Syndrome of sudden death of a child is called the sudden death of a child younger than 1 year. The causes of death remain unclear even after a thorough post-mortem examination. It is necessary to distinguish simply the sudden (unexpected) death of a sick child in the absence of clinically pronounced signs of the disease from the syndrome of sudden death of a child. The causes of such sudden death can be: infectious diseases - respiratory diseases, intestinal infections, sepsis; congenital heart defects; disturbances of cardiac conduction; congenital and acquired disorders of the central nervous system, accompanied by convulsions and bouts of apnea; brain tumors; diseases and conditions associated with hypoglycemia; mechanical asphyxia; poisoning; injuries. If during the post-mortem examination or collection of anamnesis, signs of any of the listed diseases and conditions are revealed, then such deaths are not attributed to the syndrome of sudden death of a child. Thus, the frequency of the described syndrome largely depends on the qualified assessment and technical capabilities during the post-mortem examination.

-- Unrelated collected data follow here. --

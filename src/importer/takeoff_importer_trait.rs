// ==========================================
// 管道材料导入系统 - Takeoff 导入 Trait
// ==========================================
// 职责: 定义导入接口（不包含实现）
// ==========================================

use crate::domain::import::{ImportPreview, ImportRequest, ImportResult};
use crate::importer::error::ImporterResult;
use crate::importer::file_parser::TabularData;
use async_trait::async_trait;
use std::path::Path;

// ==========================================
// TakeoffImporter Trait
// ==========================================
// 用途: 导入主接口
// 实现者: TakeoffImporterImpl
//
// 所有入口均返回 ImportResult（失败以 success=false + failure_kind 表达，不抛出）
#[async_trait]
pub trait TakeoffImporter: Send + Sync {
    /// 结构化请求导入（权威路径）
    ///
    /// # 导入流程
    /// 1. 限额检查（行数）
    /// 2. 列映射（请求给出映射则直接使用，否则按行键自动识别）
    /// 3. 行校验 + 标识键解析 + 全局重复检查
    /// 4. 元数据解析（三维度并发）
    /// 5. 图纸解析
    /// 6. 重复过滤 → 分批写入组件 / 逐条合并聚合管道
    async fn import_request(&self, request: ImportRequest) -> ImportResult;

    /// 从文件导入（CSV / Excel）
    ///
    /// 解析 → 列检测 → 与结构化路径共用后续流程；元数据名称取自行数据
    async fn import_file(&self, project_id: &str, file_path: &Path) -> ImportResult;

    /// 预览文件（列映射 + 校验汇总，不落库）
    async fn preview_file(&self, file_path: &Path) -> ImporterResult<ImportPreview>;

    /// 批量导入多个文件（并发执行）
    ///
    /// # 说明
    /// - 每个文件独立导入，一个文件失败不影响其他文件
    /// - 返回顺序与输入一致
    async fn batch_import(
        &self,
        project_id: &str,
        file_paths: Vec<std::path::PathBuf>,
    ) -> Vec<ImportResult>;
}

// ==========================================
// FileParser Trait
// ==========================================
// 用途: 文件解析接口（阶段 0）
// 实现者: CsvParser, ExcelParser, UniversalFileParser
pub trait FileParser: Send + Sync {
    /// 解析文件为表头 + 数据行
    ///
    /// # 返回
    /// - Ok(TabularData): 完全空白的行已丢弃，行号保留
    /// - Err: 文件不存在、格式不支持、解析失败
    fn parse(&self, file_path: &Path) -> ImporterResult<TabularData>;
}

// ==========================================
// DataCleaner Trait
// ==========================================
// 用途: 文本清洗接口
// 实现者: DataCleaner
pub trait DataCleaner: Send + Sync {
    /// 清洗文本字段（TRIM，可选 UPPER）
    fn clean_text(&self, value: &str, uppercase: bool) -> String;

    /// 标准化 NULL 值（空字符串/空白 → None）
    fn normalize_null(&self, value: Option<String>) -> Option<String>;
}
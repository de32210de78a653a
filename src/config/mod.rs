// ==========================================
// 管道材料导入系统 - 配置层
// ==========================================
// 职责: 导入限额与列映射扩展配置
// 存储: config_kv 表
// ==========================================

pub mod config_manager;
pub mod import_config_trait;

// 重导出核心配置管理器
pub use config_manager::{config_keys, ConfigManager};
pub use import_config_trait::{ImportConfigReader, ImportLimits};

In countries with a high level of health care, amid a general decline in infant mortality, the sudden death of a child syndrome is one of the leading causes of death for children aged 1 month to 1 year. In general, the frequency of this syndrome remains stable and even tends to increase (advances in nursing deeply premature babies have led to an increase in the cohort with a very high risk of developing a child’s sudden death syndrome). Currently, this figure is 1-5 per 1,000 live births. Syndrome of sudden death of a child is very rare in the first month and after the first 9 months. The peak of its frequency falls on the period from 2 to 6 months.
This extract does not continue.